I was wondering how I should calculate the variance of the following discrete probability distribution:
$$P(y = 0|X) = w + (1-w)e^{-\mu}$$ $$P(y = j|X) = (1-w)e^{-\mu}\mu^{y}/y! \qquad j=1,2...$$
The variance is supposed to be:
$$Var(y|w, \mu) = (1-w)[\mu + w\mu^{2}]$$
I suppose the total variance is the sum of the variance associated to the case $y=0$ and $y=j$ for $j>0$. Correct me if I'm wrong, but I don't think something like $Var(X + Y) = Var(X)+Var(Y)+Cov(X,Y)$ is appropriate because $y$ is a single random variable which takes several values with distinct probability distributions.

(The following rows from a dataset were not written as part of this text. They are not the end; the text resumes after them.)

//! Parallel marking coordinator.
//!
//! Helper threads are started on first use and sleep on `mark_cv` until the
//! collector publishes a new mark generation with help wanted. Each helper
//! then runs one unit of the tracer's work for that generation. The same
//! lock guards the builder count, which [`MarkCoordinator::wait_for_reclaim`]
//! waits on through `builder_cv`.
//!
//! With a single marker (or a single processor) no helper is spawned and
//! the initiator does all marking itself.

use std::fmt;
use std::mem;
use std::sync::atomic::{AtomicBool, AtomicUsize, Ordering};
#[cfg(debug_assertions)]
use std::sync::atomic::AtomicU64;
use std::sync::Arc;
use std::thread::{self, JoinHandle};

use parking_lot::{Condvar, Mutex, MutexGuard};

use crate::atomic::compare_and_swap;
use crate::collector::Tracer;
use crate::error::fatal;
use crate::sync::{LockGuard, LockOrder};
use crate::tracing::internal::log_marker_started;
use crate::tracing::warn;

/// Stack size of a marker helper thread.
pub const MARKER_STACK_SIZE: usize = 1 << 20;

/// Identity of a marker within one collector.
#[derive(Debug, Clone, Copy, PartialEq, Eq, PartialOrd, Ord, Hash)]
pub struct MarkerId(pub usize);

impl MarkerId {
    /// The thread driving the collection.
    pub const INITIATOR: Self = Self(0);

    /// Returns `true` for a helper thread.
    #[must_use]
    pub const fn is_helper(self) -> bool {
        self.0 != 0
    }
}

impl fmt::Display for MarkerId {
    fn fmt(&self, f: &mut fmt::Formatter<'_>) -> fmt::Result {
        write!(f, "marker-{}", self.0)
    }
}

/// What one mark generation did.
#[derive(Debug, Clone, Copy, PartialEq, Eq)]
pub(crate) struct MarkRound {
    pub(crate) generation: u64,
    /// Markers that took part, the initiator included.
    pub(crate) markers: usize,
    pub(crate) parallel: bool,
}

#[derive(Debug)]
struct MarkState {
    generation: u64,
    /// Builders in flight. Goes negative while helpers start up.
    builders: isize,
    help_wanted: bool,
    /// Helpers currently running a unit.
    busy: usize,
    /// Helpers that joined the current generation.
    joined: usize,
    shutdown: bool,
    helpers: Vec<JoinHandle<()>>,
}

struct MarkShared {
    state: Mutex<MarkState>,
    builder_cv: Condvar,
    mark_cv: Condvar,
    #[cfg(debug_assertions)]
    holder: AtomicU64,
}

impl MarkShared {
    fn lock(&self) -> MarkGuard<'_> {
        self.check_not_held();
        let guard = self.state.lock();
        let order = LockGuard::new(LockOrder::MarkLock);
        self.claim();
        MarkGuard {
            guard,
            shared: self,
            _order: order,
        }
    }

    #[cfg(debug_assertions)]
    fn check_not_held(&self) {
        let me = holder_token();
        assert!(
            me == 0 || self.holder.load(Ordering::Relaxed) != me,
            "mark lock acquired recursively"
        );
    }

    #[cfg(debug_assertions)]
    fn claim(&self) {
        self.holder.store(holder_token(), Ordering::Relaxed);
    }

    #[cfg(debug_assertions)]
    fn release(&self) {
        self.holder.store(0, Ordering::Relaxed);
    }

    #[cfg(not(debug_assertions))]
    #[allow(clippy::unused_self)]
    const fn check_not_held(&self) {}

    #[cfg(not(debug_assertions))]
    #[allow(clippy::unused_self)]
    const fn claim(&self) {}

    #[cfg(not(debug_assertions))]
    #[allow(clippy::unused_self)]
    const fn release(&self) {}
}

/// Token identifying the calling thread to the debug holder check.
///
/// Unlike native thread ids these are never handed out twice, so a thread
/// cannot inherit the identity of one that exited holding the lock. Zero
/// once thread-locals are torn down; the check is skipped then.
#[cfg(debug_assertions)]
fn holder_token() -> u64 {
    static NEXT: AtomicU64 = AtomicU64::new(1);
    thread_local! {
        static TOKEN: u64 = NEXT.fetch_add(1, Ordering::Relaxed);
    }
    TOKEN.try_with(|token| *token).unwrap_or(0)
}

/// Held mark lock.
struct MarkGuard<'a> {
    guard: MutexGuard<'a, MarkState>,
    shared: &'a MarkShared,
    _order: LockGuard,
}

impl MarkGuard<'_> {
    fn wait(&mut self, cv: &Condvar) {
        self.shared.release();
        cv.wait(&mut self.guard);
        self.shared.claim();
    }

    fn unlocked<R>(&mut self, f: impl FnOnce() -> R) -> R {
        self.shared.release();
        let result = MutexGuard::unlocked(&mut self.guard, f);
        self.shared.claim();
        result
    }
}

impl std::ops::Deref for MarkGuard<'_> {
    type Target = MarkState;

    fn deref(&self) -> &MarkState {
        &self.guard
    }
}

impl std::ops::DerefMut for MarkGuard<'_> {
    fn deref_mut(&mut self) -> &mut MarkState {
        &mut self.guard
    }
}

impl Drop for MarkGuard<'_> {
    fn drop(&mut self) {
        self.shared.release();
    }
}

/// Owner of the marker helpers and the mark lock.
pub(crate) struct MarkCoordinator {
    shared: Arc<MarkShared>,
    tracer: Arc<dyn Tracer>,
    wanted: usize,
    signals: Option<(i32, i32)>,
    started: AtomicUsize,
    parallel: AtomicBool,
}

impl MarkCoordinator {
    /// A coordinator that will start `helpers` helper threads on first use.
    ///
    /// `signals` are left unblocked in the helpers.
    pub(crate) fn new(
        helpers: usize,
        signals: Option<(i32, i32)>,
        tracer: Arc<dyn Tracer>,
    ) -> Self {
        Self {
            shared: Arc::new(MarkShared {
                state: Mutex::new(MarkState {
                    generation: 0,
                    builders: 0,
                    help_wanted: false,
                    busy: 0,
                    joined: 0,
                    shutdown: false,
                    helpers: Vec::new(),
                }),
                builder_cv: Condvar::new(),
                mark_cv: Condvar::new(),
                #[cfg(debug_assertions)]
                holder: AtomicU64::new(0),
            }),
            tracer,
            wanted: helpers,
            signals,
            started: AtomicUsize::new(0),
            parallel: AtomicBool::new(false),
        }
    }

    /// Returns `true` once helpers are running.
    pub(crate) fn is_parallel(&self) -> bool {
        self.parallel.load(Ordering::Acquire)
    }

    /// Number of running helper threads.
    pub(crate) fn helper_count(&self) -> usize {
        self.shared.lock().helpers.len()
    }

    /// Current mark generation.
    pub(crate) fn generation(&self) -> u64 {
        self.shared.lock().generation
    }

    /// Spawn the helpers unless that was already attempted.
    pub(crate) fn start(&self) {
        if !compare_and_swap(&self.started, 0, 1) || self.wanted == 0 {
            return;
        }

        let Some(old_mask) = self.block_for_helpers() else {
            return;
        };
        let mut spawned = Vec::with_capacity(self.wanted);
        for n in 1..=self.wanted {
            let shared = Arc::clone(&self.shared);
            let tracer = Arc::clone(&self.tracer);
            let result = thread::Builder::new()
                .name(format!("rudo-marker-{n}"))
                .stack_size(MARKER_STACK_SIZE)
                .spawn(move || helper_loop(&shared, tracer.as_ref(), MarkerId(n)));
            match result {
                Ok(handle) => spawned.push(handle),
                Err(err) => {
                    warn(format_args!(
                        "marker thread {n} failed to start ({err}); continuing with {n} markers"
                    ));
                    break;
                }
            }
        }
        restore_mask(old_mask);

        let count = spawned.len();
        {
            let mut state = self.shared.lock();
            state.builders += isize::try_from(count).unwrap_or(isize::MAX);
            while state.builders > 0 {
                state.wait(&self.shared.builder_cv);
            }
            state.helpers = spawned;
        }
        if count > 0 {
            self.parallel.store(true, Ordering::Release);
            log_marker_started(count);
        }
    }

    /// Block every signal except suspend/restart so spawned helpers inherit
    /// that mask. Returns the mask to restore, `None` if helpers must not
    /// be started.
    #[cfg(unix)]
    fn block_for_helpers(&self) -> Option<sys_thread::SignalSet> {
        let mut set = sys_thread::SignalSet::full();
        if let Some((suspend, restart)) = self.signals {
            if let Err(err) = set.remove(suspend).and_then(|()| set.remove(restart)) {
                warn(format_args!(
                    "cannot build marker signal mask ({err}); parallel marking disabled"
                ));
                return None;
            }
        }
        match sys_thread::block_signals(&set) {
            Ok(old) => Some(old),
            Err(err) => {
                warn(format_args!(
                    "pthread_sigmask failed ({err}); parallel marking disabled"
                ));
                None
            }
        }
    }

    #[cfg(not(unix))]
    fn block_for_helpers(&self) -> Option<()> {
        let _ = self.signals;
        Some(())
    }

    /// Run one mark generation.
    pub(crate) fn mark(&self) -> MarkRound {
        if !self.is_parallel() {
            let generation = {
                let mut state = self.shared.lock();
                state.generation += 1;
                state.generation
            };
            self.tracer.mark_unit(MarkerId::INITIATOR, generation);
            return MarkRound {
                generation,
                markers: 1,
                parallel: false,
            };
        }

        let generation = {
            let mut state = self.shared.lock();
            state.generation += 1;
            state.joined = 0;
            state.help_wanted = true;
            self.shared.mark_cv.notify_all();
            state.generation
        };

        self.tracer.mark_unit(MarkerId::INITIATOR, generation);

        let mut state = self.shared.lock();
        state.help_wanted = false;
        while state.busy > 0 {
            state.wait(&self.shared.mark_cv);
        }
        MarkRound {
            generation,
            markers: state.joined + 1,
            parallel: true,
        }
    }

    /// Wait until no builder is in flight.
    pub(crate) fn wait_for_reclaim(&self) {
        let mut state = self.shared.lock();
        while state.builders > 0 {
            state.wait(&self.shared.builder_cv);
        }
    }

    /// Record that a free-list builder started.
    pub(crate) fn begin_build(&self) {
        self.shared.lock().builders += 1;
    }

    /// Record that a free-list builder finished.
    pub(crate) fn end_build(&self) {
        let mut state = self.shared.lock();
        state.builders -= 1;
        if state.builders <= 0 {
            self.shared.builder_cv.notify_all();
        }
    }

    /// Builders in flight.
    pub(crate) fn builders(&self) -> isize {
        self.shared.lock().builders
    }

    /// Wait until no builder is in flight, then keep the mark lock without a
    /// guard; paired with [`Self::unlock_raw`].
    pub(crate) fn lock_raw_quiesced(&self) {
        self.shared.check_not_held();
        let mut state = self.shared.state.lock();
        while state.builders > 0 {
            self.shared.builder_cv.wait(&mut state);
        }
        mem::forget(state);
        self.shared.claim();
    }

    /// Take the mark lock without a guard; paired with [`Self::unlock_raw`].
    pub(crate) fn lock_raw(&self) {
        self.shared.check_not_held();
        mem::forget(self.shared.state.lock());
        self.shared.claim();
    }

    /// Release a lock taken with [`Self::lock_raw`].
    ///
    /// # Safety
    ///
    /// The mark lock must be held through [`Self::lock_raw`].
    pub(crate) unsafe fn unlock_raw(&self) {
        self.shared.release();
        // SAFETY: forwarded to the caller.
        unsafe { self.shared.state.force_unlock() };
    }

    /// Reset the coordinator in a fork child, where no helper survived and
    /// no other builder exists.
    ///
    /// # Safety
    ///
    /// The caller holds the mark lock through [`Self::lock_raw`] or
    /// [`Self::lock_raw_quiesced`].
    pub(crate) unsafe fn reset_after_fork(&self) {
        // SAFETY: the lock is held by the caller, who is the only accessor.
        let state = unsafe { &mut *self.shared.state.data_ptr() };
        mem::forget(mem::take(&mut state.helpers));
        state.builders = 0;
        state.busy = 0;
        state.joined = 0;
        state.help_wanted = false;
        self.parallel.store(false, Ordering::Release);
    }
}

impl Drop for MarkCoordinator {
    fn drop(&mut self) {
        let helpers = {
            let mut state = self.shared.lock();
            state.shutdown = true;
            self.shared.mark_cv.notify_all();
            mem::take(&mut state.helpers)
        };
        let current = thread::current().id();
        for handle in helpers {
            if handle.thread().id() != current && handle.join().is_err() {
                warn(format_args!("marker thread panicked"));
            }
        }
    }
}

impl fmt::Debug for MarkCoordinator {
    fn fmt(&self, f: &mut fmt::Formatter<'_>) -> fmt::Result {
        f.debug_struct("MarkCoordinator")
            .field("wanted", &self.wanted)
            .field("parallel", &self.is_parallel())
            .finish_non_exhaustive()
    }
}

#[cfg(unix)]
fn restore_mask(old: sys_thread::SignalSet) {
    if sys_thread::set_signal_mask(&old).is_err() {
        fatal("pthread_sigmask failed while restoring the marker spawn mask");
    }
}

#[cfg(not(unix))]
const fn restore_mask((): ()) {}

fn helper_loop(shared: &MarkShared, tracer: &dyn Tracer, id: MarkerId) {
    let mut state = shared.lock();
    state.builders -= 1;
    if state.builders <= 0 {
        shared.builder_cv.notify_all();
    }

    let mut next = state.generation;
    loop {
        // Resynchronize after sleeping through rounds or on wraparound.
        if next < state.generation || next > state.generation.saturating_add(2) {
            next = state.generation;
        }
        while !state.shutdown
            && (state.generation < next || (state.generation == next && !state.help_wanted))
        {
            state.wait(&shared.mark_cv);
        }
        if state.shutdown {
            return;
        }
        if state.generation != next {
            // The round we waited for is over.
            continue;
        }

        let generation = next;
        state.busy += 1;
        state.joined += 1;
        state.unlocked(|| tracer.mark_unit(id, generation));
        state.busy -= 1;
        if state.busy == 0 {
            shared.mark_cv.notify_all();
        }
        next = generation + 1;
    }
}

However, the $y=0$ case doesn't depend on $y$, so $Var(y=0|w,\mu)$ should be zero. The case $y=j$ could be something like:
$$\sum_{1}^{\infty} (y-(\mu-w \mu))^{2}(1-w)e^{-\mu}\mu^{y}/y!$$
The part $\mu - w\mu$ is due to the expected value of the probability distribution $P(y=j|X)$:
$$\sum_{1}^{\infty} y(1-w)e^{-\mu}\mu^{y}/y!=\mu - w\mu$$
This expected value is correct. However, the value of the variance calculated as I described above, is not correct. It gives a much more complicated expression. Interestingly, summing from $0$ to $\infty$, produces a very similar result to the correct answer:
$$\sum_{0}^{\infty} (y-(\mu-w \mu))^{2}(1-w)e^{-\mu}\mu^{y}/y!=(1-w)\mu(1+w^{2}\mu)$$
By the way, I'm using Mathematica to obtain these results. I'm only interested in the correct approach to obtain this kind of variance, not in the details of the calculation.